Paying capacity cannot altogether be ruled out as a factor in this case. We have, therefore, assessed minimum wage in kind as follows :

Three kgs. for third Zone : three and half kgs. for second Zone and four kgs. for first Zone.

We have recommended a little higher wage than the exact calculation according to formula suggested for third Zone; still higher for second Zone and still higher for first Zone i.e. Rs. 2.50, 3.00 and 3.50 respectively. According to evidence of trade union leaders, economists and judicial experts these rates are on lower side. They have proposed Rs. 4 or 5 looking to the practical side of the question. The committee hopes that the level of rates will go up when ruling prices of food grains also move up. The wages must be revised as soon as there is a rise in the procurement and issue price of Jowar. We do not consider necessary to link this minimum wage with consumer price index because so far the State has not evolved any such pattern for rural areas.'

There, according to the Committee, the staple food requirement of an average family is 40 to 50% of the budget. The Committee accepted 40% as the working basis. Taking any view of the matter, it can safely be said that a person will require for bare survival one-third of the minimum wage fixed. As observed by Mahatma Gandhi :

'The present pressing problem is how to find work and wages for the millions of villagers who are becoming increasingly pauperised. They are becoming poorer economically, mentally and morally. They are fast losing and will to work, to think and even to live. It is living death that they are living. We have to make a choice between India of the villages, that are as ancient as herself and India of the Cities which are a creation of foreign domination.
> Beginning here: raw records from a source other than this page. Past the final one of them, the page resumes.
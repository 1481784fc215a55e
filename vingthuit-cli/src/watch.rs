use std::thread;
use std::time::Duration;

use anyhow::Result;
use chrono::Local;
use indicatif::{ProgressBar, ProgressStyle};
use tracing::warn;

use vingthuit_client::ai::DeepSeekPredictor;
use vingthuit_client::client::{DEFAULT_PERIOD_SECONDS, Pc28Client};
use vingthuit_client::token::{load_token, token_path};
use vingthuit_db::db::upsert_prediction;
use vingthuit_db::models::Source;
use vingthuit_db::rusqlite::Connection;
use vingthuit_engine::engine::Countdown;
use vingthuit_engine::format::expand;

use crate::display::display_rows;
use crate::fetch::{cache_kill_group, cache_records};
use crate::{build_engine, HISTORY_FETCH_LIMIT};

/// Marge après la fin du compte à rebours : le site publie rarement à la
/// seconde près.
const REFRESH_MARGIN_SECONDS: u64 = 3;

/// Boucle de suivi : rafraîchit le cache et l'affichage à chaque période,
/// puis attend la suivante derrière un compte à rebours local resynchronisé
/// sur le serveur. S'arrête avec Ctrl-C.
pub fn run_watch(conn: &Connection, limit: usize) -> Result<()> {
    let client = Pc28Client::new()?;
    let predictor = match load_token(&token_path()) {
        Some(token) => Some(DeepSeekPredictor::new(&token)?),
        None => {
            println!("Aucun jeton DeepSeek : pronostic IA désactivé (vingthuit token <valeur>).");
            None
        }
    };

    loop {
        let countdown_secs = match refresh_once(conn, &client, predictor.as_ref(), limit) {
            Ok(secs) => secs,
            Err(error) => {
                warn!(%error, "rafraîchissement en échec, nouvel essai au prochain cycle");
                DEFAULT_PERIOD_SECONDS
            }
        };

        wait_for_next_period(countdown_secs);
        thread::sleep(Duration::from_secs(REFRESH_MARGIN_SECONDS));
    }
}

/// Un cycle complet : historique, tableau tiers, pronostics, affichage.
/// Renvoie le compte à rebours serveur jusqu'à la période suivante.
fn refresh_once(
    conn: &Connection,
    client: &Pc28Client,
    predictor: Option<&DeepSeekPredictor>,
    limit: usize,
) -> Result<u32> {
    let records = client.open_records(limit.max(HISTORY_FETCH_LIMIT as usize))?;
    cache_records(conn, &records)?;

    let kill_group = client.shazu_predictions();
    cache_kill_group(conn, &kill_group)?;

    let mut engine = build_engine(conn, HISTORY_FETCH_LIMIT)?;
    let info = client.next_info()?;

    if let Some(predictor) = predictor {
        // Un seul appel par période : on ne redemande pas une étiquette
        // déjà journalisée.
        if !info.section.is_empty() && engine.ai_prediction(&info.section).is_none() {
            match predictor.predict(engine.records(), &info.section) {
                Ok(Some(label)) => {
                    upsert_prediction(conn, Source::Ai, &info.section, &label.to_string(), None)?;
                    engine.record_ai(&info.section, label);
                }
                Ok(None) => warn!(section = %info.section, "réponse IA sans étiquette exploitable"),
                Err(error) => warn!(%error, "appel IA en échec"),
            }
        }
    }

    display_rows(&engine.snapshot(limit));

    let eta = Local::now() + chrono::Duration::seconds(info.countdown as i64);
    println!(
        "\nProchaine période : {} (vers {})",
        info.section,
        eta.format("%Y-%m-%d %H:%M:%S")
    );
    if let Some(display) = engine.kill_group_display(&info.section) {
        println!("  Groupe à éliminer : {} -> {}", display, expand(&display));
    }
    if let Some(label) = engine.ai_prediction(&info.section) {
        println!("  Pronostic IA      : {} -> {}", label, expand(&label.to_string()));
    }

    Ok(info.countdown)
}

fn wait_for_next_period(seconds: u32) {
    let pb = ProgressBar::new(seconds as u64);
    pb.set_style(
        ProgressStyle::default_bar()
            .template("{spinner:.green} [{elapsed_precise}] [{bar:40.cyan/blue}] {msg}")
            .unwrap()
            .progress_chars("=> "),
    );

    let mut countdown = Countdown::default();
    countdown.sync(seconds);
    loop {
        pb.set_message(format!("prochain tirage dans {}", countdown.format_mmss()));
        thread::sleep(Duration::from_secs(1));
        pb.inc(1);
        if countdown.tick() {
            break;
        }
    }
    pb.finish_and_clear();
}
Today cities dominate and drain the villages so that they are crumbling to ruin.. ... Exploitation of villages is itself organised violence. If we want 'Swaraj' to be built on non-violence, we shall have to give to villages their proper place... ... In India we have got many millions of people who have to be satisfied with one meal a day and that meal consisting of Chapati, containing no fat in it and a pinch of salt. You and I have no right to anything that we really have until these many millions are clothed and fed.'

Mahatma Gandhi believed in the message of Khadi and village Industries which according to him, was the real insurance against famine and unemployment. However, in tune with modern trend, the State of Maharashtra has enacted the present enactment for achieving the same object. Unemployment allowance payable under sub-s. (4) of S. 8 is in the nature of an insurance or a minimum guarantee. Under S. 3 every adult person in the rural area in Maharashtra has a right to work, that is a right to get guaranteed employment for doing unskilled manual work and to receive wages therefor. If the State Government is unable to provide employment to such a person, then alone he is entitled to receive an unemployment allowance. In substance, it is an insurance against starvation and unemployment. Therefore, fixation of unemployment allowance must have some relevance to the survival level. Rupee one is fixed as the lowest minimum and unfortunately it is being treated as the maximum. It is less than a beggar's income. In this context, Smt. Indira Jaising has drawn our attention to the Report on the Sixth Five Year Plan 1980-1985, at page 51, Poverty and Employment, para 3-62 which reads as under :

'3-62. The Sixth plan places a very high priority on the alleviation of poverty. For an assessment of the problem and for setting targets a quantitative index for poverty was formulated in the report of the 'Task force on Projections of Minimum Needs and Effective Consumption Demand' set up by the planning Commission in 1977, where poverty line is defined as the mid-point of the monthly per capita expenditure class having a daily calorie intake of 2400 per person in rural area and 2100 in urban area. In 1979-80 prices, the mid-points are Rs. 76 in rural area and Rs. 88 in urban areas.'

17. In our opinion, the fixation of unemployment allowance at the proper level is also necessary to assure the right to live with human dignity and freedom from exploitation. In Bendhua Mukti Morcha v. Union of India and Ors. : [1984]2SCR67 . Supreme Court has observed :

'It is the fundamental right of every one in this country, assured under the interpretation given to Art. 21 by the Court in Frances Mullin's case : 1980CriLJ548 to live with human dignity free from exploitation. This right to live with human dignity enshrined in Art. 21 derives its life breath from the Directive Principles of State Policy and particularly Cls. (e) and (f) of Art. 39 and Arts. 41 and 42 .. .. .. .. .. ..'

Therefore, the unemployment allowance should be so fixed so as to ensure living, at least at a starvation level. It is no doubt true such an unemployment allowance will have to be uniform. Since the wage to be fixed under the Art is linked with the minimum wage for agricultural labourer, in our opinion, the fixation of the unemployment allowance should also have relevance to this minimum wage. We can only suggest certain guidelines. It could be 33 per cent. to 40 per cent. of average minimum wage of all the zones, or at least one-third of the minimum wage of the lowest zone. Though it was intended by Smt. Indira Jaising that we should ourselves fix this unemployment allowance, in our opinion, this task cannot be undertaken by the Court and must be left to the Government. An uniform payment of unemployment allowance throughout the State would obviously be desirable, lest there will be a charge of discrimination. This is not a wage paid for the work done. It is being paid as an allowance. Under S. 8(4) the State Government is empowered to fix the rate of unemployment allowance from time to time. This power is coupled with duly. The legislature has only prescribed the lowest limit. But that does not mean that the State Government without any application of mind can sit tight over the matter. It is really regrettable that all these years the State Government has not done anything and is only paying rupee one per day which is the lowest limit. Therefore, we direct the State Government to exercise its power under S. 8(4) of the Act and fix the unemployment allowance according to law.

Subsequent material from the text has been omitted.